Professionally, my focus is on the key elements that affect near-term and current retirees. Starting on page 2,047 of this “all, but the kitchen sink” omnibus bill are the provisions known as the SECURE Act 2.0.
Similar to the original SECURE Act that became law a few years ago, SECURE Act 2.0 contains about a hundred provisions designed to enhance retirement saving. Key changes range from increasing the required minimum distribution age for IRA owners, to boosting the “catch-up” retirement plan contributions for near-term retirees, and requiring employers to automatically enroll employees into their retirement plans.

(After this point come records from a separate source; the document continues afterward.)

//! Textual node-list format (KIR) used by the CLI and the filetests.
//!
//! One node per line, in topological order:
//!
//! ```text
//! ; comments start with a semicolon
//! %buf  = define_global *f32[4] [0]
//! %zero = const i32 [0]
//! %four = const i32 [4]
//! %init = const f32 [0.0]
//! %r    = range i32 %zero, %four [0]
//! %acc  = define_acc f32 %init, %r
//! %idx  = index *f32[4] %buf, %r
//! %x    = load f32 %idx
//! %sum  = add f32 %acc, %x
//! %a    = assign f32 %acc, %sum
//!         endrange void %r
//! ```
//!
//! Every line is `[%name =] op type [operands] [[args]]`. Types are written
//! the way [`DType`](crate::core::DType) displays them (`f32`, `f16x8`,
//! `*f32[16]`, `*local f32[256]`). The bracketed immediates depend on the op:
//! a literal for `const`, an index for `define_global`/`define_local`/`range`,
//! `name, min, max` for `define_var`, `name, size` for `special`, lanes for
//! `gep`, `name, in, out, a, b, c` for `wmma` and the kernel name for `name`.

pub mod check;
pub mod parser;

use std::fmt::Write;

use thiserror::Error;

use crate::core::error::CompileError;
use crate::core::node::{Arg, ConstValue, Graph};

pub use check::{CheckDirective, RunDirective, TestRunner, TestSpec};
pub use parser::parse;

/// Error reading the node-list format.
#[derive(Error, Debug, Clone, PartialEq)]
pub enum ParseError {
    #[error("line {line}: {message}")]
    Syntax { line: usize, message: String },

    #[error("line {line}: unknown op '{op}'")]
    UnknownOp { line: usize, op: String },

    #[error("line {line}: undefined value %{name}")]
    UndefinedValue { line: usize, name: String },

    #[error("line {line}: %{name} is defined twice")]
    Redefined { line: usize, name: String },

    #[error("line {line}: {source}")]
    Graph {
        line: usize,
        #[source]
        source: CompileError,
    },
}

fn write_const(out: &mut String, v: ConstValue) {
    let _ = match v {
        ConstValue::Bool(b) => write!(out, "{b}"),
        ConstValue::Int(i) => write!(out, "{i}"),
        ConstValue::Float(f) => write!(out, "{f:?}"),
    };
}

/// Print `graph` in the node-list format. Nodes are named `%0`, `%1`, ...
pub fn print(graph: &Graph) -> String {
    let mut out = String::new();
    for (id, node) in graph.iter() {
        let _ = write!(out, "%{} = {} {}", id.0, node.op, node.dtype);
        for (i, s) in node.src.iter().enumerate() {
            out.push_str(if i == 0 { " " } else { ", " });
            let _ = write!(out, "%{}", s.0);
        }
        let args = match &node.arg {
            Arg::None => None,
            Arg::Const(v) => {
                let mut s = String::new();
                write_const(&mut s, *v);
                Some(s)
            }
            Arg::Index(i) => Some(i.to_string()),
            Arg::Var { name, min, max } => Some(format!("{name}, {min}, {max}")),
            Arg::Name(name) => Some(name.clone()),
            Arg::Special { name, size } => Some(format!("{name}, {size}")),
            Arg::Lanes(lanes) => Some(lanes.iter().map(|l| l.to_string()).collect::<Vec<_>>().join(", ")),
            Arg::Wmma(w) => Some(format!(
                "{}, {}, {}, {}, {}, {}",
                w.name, w.dtype_in, w.dtype_out, w.upcast[0], w.upcast[1], w.upcast[2]
            )),
        };
        if let Some(args) = args {
            let _ = write!(out, " [{args}]");
        }
        out.push('\n');
    }
    out
}

#[cfg(test)]
mod tests {
    use super::*;
    use crate::core::dtype::DType;
    use crate::core::node::Op;

    #[test]
    fn test_print_reads_back() {
        let mut g = Graph::new();
        g.name("k").unwrap();
        let buf = g.define_global(0, DType::F32.ptr_sized(4)).unwrap();
        let n = g.define_var("n", DType::I32, 1, 9).unwrap();
        let nan = g.const_float(DType::F32, f64::NAN).unwrap();
        let idx = g.index(buf, n).unwrap();
        let v = g.alu(Op::Max, nan, nan).unwrap();
        g.store(idx, v).unwrap();

        let text = print(&g);
        assert!(text.contains("%1 = define_global *f32[4] [0]\n"), "{text}");
        assert!(text.contains("%2 = define_var i32 [n, 1, 9]\n"), "{text}");
        let back = parse(&text).unwrap();
        assert_eq!(back.len(), g.len());
        assert_eq!(print(&back), text);
    }
}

Beginning next year, the new age that triggers a required minimum distribution (RMD) from IRAs or other tax-deferred retirement accounts is increasing. It’s moving up in two stages. The new RMD age is increasing from age 72 to the magic age of 73. This new age milestone will stay in place for a decade. Eventually, starting in 2033, it’ll jump up again to age 75.
In addition, the penalty for failing to take out your RMD will finally be reduced from its currently massive level of 50% of your missed amount. Starting in 2023, the new penalty is set at a still very painful level of 25%. But, if you are able to fix your mistake quickly enough, the penalty could be further reduced to 10%. This is a welcome change.
Further, if you are fortunate enough to be able to support yourself for at least a little while with your non-Social Security and non-IRA income sources, this new RMD age of 73 now adds another year to your retirement “gap years” planning toolbox. The retirement “gap years” is the period of time between the end of your work life and the start of your Social Security and drawing from your IRAs. With SECURE Act 2.0, Congress has now added one additional planning year to analyze the possible tax benefits of both Roth conversions and realizing long-term capital gains at no federal tax.
As a wealth manager, I have to admit that Congress is truly the gift that keeps on giving in the form of job security!